» REQUIRED ACTION: For the entries below, how many lines include the word "BandWithAlbums"? Give the figure and nothing more.

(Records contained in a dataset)
^^^^

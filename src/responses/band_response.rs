use entities::{album, band, Genre};
use queries::BandWithAlbums;
use serde::Serialize;

#[derive(Serialize, Clone, Debug, PartialEq, Eq)]
pub struct BandResponse {
    pub(crate) id: i32,
    pub(crate) name: String,
    pub(crate) genre: Genre,
    pub(crate) albums: Vec<album::Model>,
}

impl BandResponse {
    pub fn from_band(band: band::Model, albums: Vec<album::Model>) -> Self {
        Self {
            id: band.id,
            name: band.name,
            genre: band.genre,
            albums,
        }
    }
}

impl From<BandWithAlbums> for BandResponse {
    fn from((band, albums): BandWithAlbums) -> Self {
        Self::from_band(band, albums)
    }
}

^^^^

» EXERCISE ANSWER: 3